Pour faire mieux connaissance avec l'histoire des créateurs des polices de caractères de la Renaissance, je vous conseille vivement la lecture de cette page du site de "l'Histoire de la Typographie.org", très bien écrit et documenté.


Le classement «à l'ancienne» des polices de caractères sur les illustrations ci-dessous vous permettra de les identifier par sortes et ainsi de mieux les connaître.

1. Une des premières classification connue est celle de Francis Thibaudeau (typographe parisien 1860-1925), qui a le mérite de la simplicité. Créée en 1921, elle repose essentiellement sur la forme des empattements des lettres. Dans sa forme originale, cette classification distinguait quatre familles principales. Cette classification qui porte son nom se base sur la forme des empattements:

Classification Thibaudeau
Basée sur la forme des empattements :

• empattement triangulaire : Elzévir (dit aussi Romain Ancien)
• empattement filiforme : Didot (dit aussi Romain Moderne)
• empattement quadrangulaire : Egyptienne,
• empattement absent : Antique.

Pour plus de détails lire aussi cette page.

2. Une autre classification dite «chronologique» est d’origine anglo-saxonne. Cette classification présente le mérite d’affiner la classification Thibaudeau en particulier pour désigner les caractères de type Elzevir. Sa pertinence s’arrête toutefois avec le XXème siècle. Je ne vous la décrit pas ici, suivez ce lien pour en connaître les détails.



3. La classification Vox/AtypI : une classification universelle
(la plus reconnue de nos jours)
La classification formelle la plus couramment utilisée, et qui a le mérite de recouper les classifications historiques, est celle élaborée en 1954 par le français Maximilien Vox. Adoptée et complétée par la plus importante organisation typographique mondiale, l’Association typographique internationale (ATypI), elle possède également la caractéristique d’avoir été traduite en anglais et en allemand, renforçant ainsi son caractère universel.

Classification "type" Vox(augmentée à 13 sortes)
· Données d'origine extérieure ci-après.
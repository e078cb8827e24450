//! Traits for camera implementations

use serde::{Deserialize, Serialize};

use super::{FrameBuffer, PixelFormat};
use crate::error::Result;

#[derive(Debug, Clone, Copy, PartialEq, Eq, Hash, Serialize, Deserialize)]
#[serde(rename_all = "lowercase")]
pub enum CameraUnit {
    Front,
    Rear,
}

impl std::fmt::Display for CameraUnit {
    fn fmt(&self, f: &mut std::fmt::Formatter<'_>) -> std::fmt::Result {
        match self {
            CameraUnit::Front => write!(f, "front"),
            CameraUnit::Rear => write!(f, "rear"),
        }
    }
}

impl std::str::FromStr for CameraUnit {
    type Err = String;

    fn from_str(s: &str) -> std::result::Result<Self, Self::Err> {
        match s.to_ascii_lowercase().as_str() {
            "front" => Ok(CameraUnit::Front),
            "rear" => Ok(CameraUnit::Rear),
            other => Err(format!("unknown camera unit '{}'", other)),
        }
    }
}

/// Viewfinder configuration handed to the camera.
#[derive(Debug, Clone, PartialEq)]
pub struct ViewfinderSettings {
    pub width: u32,
    pub height: u32,
    pub frame_rate: u32,
    pub format: PixelFormat,
    /// Window the camera renders its own preview into.
    pub window_group: String,
    pub window_id: String,
}

/// Called once per captured frame, synchronously, on the camera's thread.
pub type FrameCallback = Box<dyn FnMut(&FrameBuffer<'_>) + Send>;

/// An opened camera.
pub trait Camera: Send {
    fn unit(&self) -> CameraUnit;

    /// Start delivering frames to `callback`. Fails with `DeviceIo`.
    fn start_viewfinder(
        &mut self,
        settings: &ViewfinderSettings,
        callback: FrameCallback,
    ) -> Result<()>;

    /// Stop the viewfinder and release the device. Safe to call more than once.
    fn close(&mut self);
}

/// Platform camera service.
pub trait CameraProvider: Send + Sync {
    /// Open a camera unit. Fails with `DeviceIo`.
    fn open(&self, unit: CameraUnit) -> Result<Box<dyn Camera>>;
}

/// Owns an opened camera and closes it when dropped.
pub struct CameraGuard {
    camera: Box<dyn Camera>,
}

impl CameraGuard {
    pub fn new(camera: Box<dyn Camera>) -> Self {
        Self { camera }
    }

    pub fn unit(&self) -> CameraUnit {
        self.camera.unit()
    }

    pub fn start_viewfinder(
        &mut self,
        settings: &ViewfinderSettings,
        callback: FrameCallback,
    ) -> Result<()> {
        self.camera.start_viewfinder(settings, callback)
    }
}

impl Drop for CameraGuard {
    fn drop(&mut self) {
        log::info!("closing {} camera", self.camera.unit());
        self.camera.close();
    }
}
Quelques courtes définitions ci-dessous :
Les Humanes puisent leurs formes
dans la lettre romaine de la Renaissance.
Les Garaldes rapellent les créations classiques
(italiennes et françaises).
Les Réales comprennent les caractères de labeur
dont l'aspect se rapproche des types courants du 18e siècle.
Les Didones évoquent la typographie du début
du 19e siècle par leur formes épurées.
Les Incises s'inspirent des inscriptions
monumentales de l'antiquité
Les Linéales correspondent aux caractères bâton
(sans empattement) de la typographie moderne.
Les Scriptes imitent l'écriture calligraphique.
Les Manuaires regroupent les caractères s'inpirant
des lettres médiévales manuscrites.

Pour plus de détails lire cette page.



4. La classification de Aldo Novarese
Aldo Novarese, typographe italien contemporain, créateur de nombreux caractères pour la fonderie Nebiolo à Turin, propose une classification en 10 familles à partir de la forme des empattements.

Classification Novarese

1 Lapidaires,
2 Ornées,
3 Médiévaux,
4 Égyptiennes,
5 Vénitiens,
6 Linéaires,
7 Transitionnels,
8 Fantaisies,
9 Bodoniens,
10 Écritures.



Anatomie de la lettre
Ci-dessous quelques notions d'anatomie de la lettre

Classement selon quatre critères principaux
Capitales et bas de casse
En typographie, les termes "majuscules" et "minuscules" sont inconnus... On parle respectivement de capitales et de bas de casse. L'origine de ces termes est lié à l'histoire de l'imprimerie. Au temps de la composition manuelle à l'aide de caractères de plomb, ces caractères étaient rangés dans des grands tiroirs, appelés casses, eux-mêmes divisés en petits casiers, ou cassetins. Les minuscules étaient toujours rangées dans les cassetins du bas de la casse, et les majuscules dans ceux de la tête de casse.

Romain et italique
Les caractères peuvent se présenter droits, c'est à dire avec des hampes verticales (les caractères romains) ou penchées vers la droite (les caractères italiques). On utilise parfois, à tort, le terme roman à la place de romain.

Les graisses
Les traits qui forment une lettre peuvent être plus ou moins épais. On dit alors qu'ils ont des graisses différentes. En typographie, on distingue le maigre (light) le demi-gras (medium ou semi-bold), le gras (bold), le très gras (extra-bold ou heavy), le noir (black) et le très noir (extra-black).

La chasse
La chasse d'un caractère, c'est la largeur de son dessin et de ses "talus", c'est à dire la place non imprimée à droite et à gauche du caractère imprimé. Pour les typographes, la gamme des chasses comprend le très étroit (extra-condensed), l'étroit (condensed), le normal, le demi-large, le large (expansed), et l'extra-large (extra-expansed). Changer la chasse d'un caractère: En général seuls les logiciels de PAO permettent à l'utilisateur de changer la chasse.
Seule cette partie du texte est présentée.